Sadananda Gowda, the Indian minister of railways, made a very telling statement in his railway budget presented to the Indian parliament on July 8: “Indian Railways, being the nation’s prime mover, is the structure and soul of Indian economy.”
Indeed, the Indian railways are a model of the Indian economy. Outdated, government controlled, incompetently managed, ravaged by rampant corruption, loss-making, a legacy of the old colonial raj: it’s hard to tell if one is describing the Indian economy or the Indian railways.
Looking out the grimy windows of any train anywhere in India, your gaze meets trash. Not just the unsightly heaps of garbage but, more disturbingly, an unconscionable waste of resources. Scattered along every yard of the tracks are piles of steel rails and fishplates that seem to equal, in amount, the ones actually in use. Those in charge of the railways did not bother to use them because they did not bear the cost of those resources. Indians, including the poorest of the poor, paid for them.
These are the same poor on whose behalf the Indian government claims to run the railways, which is a “commercial enterprise but serve like a welfare organization,” as the minister himself admitted. Which is a contradiction in terms: is it is a welfare organization, or is it a commercial enterprise?
The Indian railways represent what is wrong with the Indian economy and the perceived role of the government. There are broader lessons to draw here. Among them:
The role of the government is to govern. It has neither competitive nor comparative advantage in running commercial enterprises. Its role in commerce should be limited to ensuring that private commercial enterprises compete in providing goods and services while following established rules of the game.
Transportation is not the government’s job. The government must not be in the business of running airlines, bus lines, taxi services or railways.
This is a hold-over from colonial times when Indians were subjects of the British rulers. The railway minister quoted Kautilya in his speech—“the happiness of the people lies the Ruler’s happiness. Their welfare is his welfare”—seemingly unaware that, in a democracy, those in government are actually the agents of the citizens who are the principal.
Rulers and democracy don’t mix.
Facing no competition, monopolies lack the disciplining that markets provide, which force corporations to deliver value to their customers. Indian railways have no incentive to improve their service, do not face a hard budget constraint and have a captive customer base of 1.2 billion.

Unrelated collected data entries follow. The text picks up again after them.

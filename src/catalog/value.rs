// Value Module
//
// Runtime values stored in table rows.

use std::fmt;

use super::schema::DataType;

/// Possible data types for values in a row
#[derive(Debug, Clone, PartialEq)]
pub enum DataValue {
    Null,
    Integer(i64),
    Float(f64),
    Text(String),
    Boolean(bool),
}

impl DataValue {
    /// The column type this value belongs to; `None` for NULL
    pub fn data_type(&self) -> Option<DataType> {
        match self {
            DataValue::Null => None,
            DataValue::Integer(_) => Some(DataType::Integer),
            DataValue::Float(_) => Some(DataType::Float),
            DataValue::Text(_) => Some(DataType::Text),
            DataValue::Boolean(_) => Some(DataType::Boolean),
        }
    }
}

impl fmt::Display for DataValue {
    fn fmt(&self, f: &mut fmt::Formatter<'_>) -> fmt::Result {
        match self {
            DataValue::Null => write!(f, "NULL"),
            DataValue::Integer(i) => write!(f, "{}", i),
            DataValue::Float(fl) => write!(f, "{}", fl),
            DataValue::Text(s) => write!(f, "{}", s),
            DataValue::Boolean(b) => write!(f, "{}", b),
        }
    }
}

/// A table row, one value per schema column in position order
pub type Row = Vec<DataValue>;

This means that they can get away with shoddy service and poor quality. The only game in town has to be, de facto, the best game in town.
The railways subsidize passenger traffic by raising freight tariffs. The railways’ share of aggregate freight transportation is only 31%, and has been declining.
Steel rails on steel wheels is one of the most efficient means of transportation. Raising rail freight tariffs beyond costs leads to the diversion of freight to roads, with enormous costs in terms of road congestion and pollution.
India needs a robust, efficient, modern, mass transportation system for it to become even a moderately performing economy. As long as the government continues its stranglehold on the railways, that is unlikely to happen.
A few months ago, in India, I took a train that from Mumbai to Nashik, in Maharastra, was billed as a Superfast Express (SF). I calculated its average speed to be around 55 kph (around 34 mph.) So I figured a fast express does 45 kph; an express does 35 kph; and non-express train does 20 kph (not much more than a brisk jogging speed). Such is the speed of the country.
Until there is a political will to change the situation, the Indian economy will indeed keep pace with its government-run trains—or perhaps it’s actually the other way around.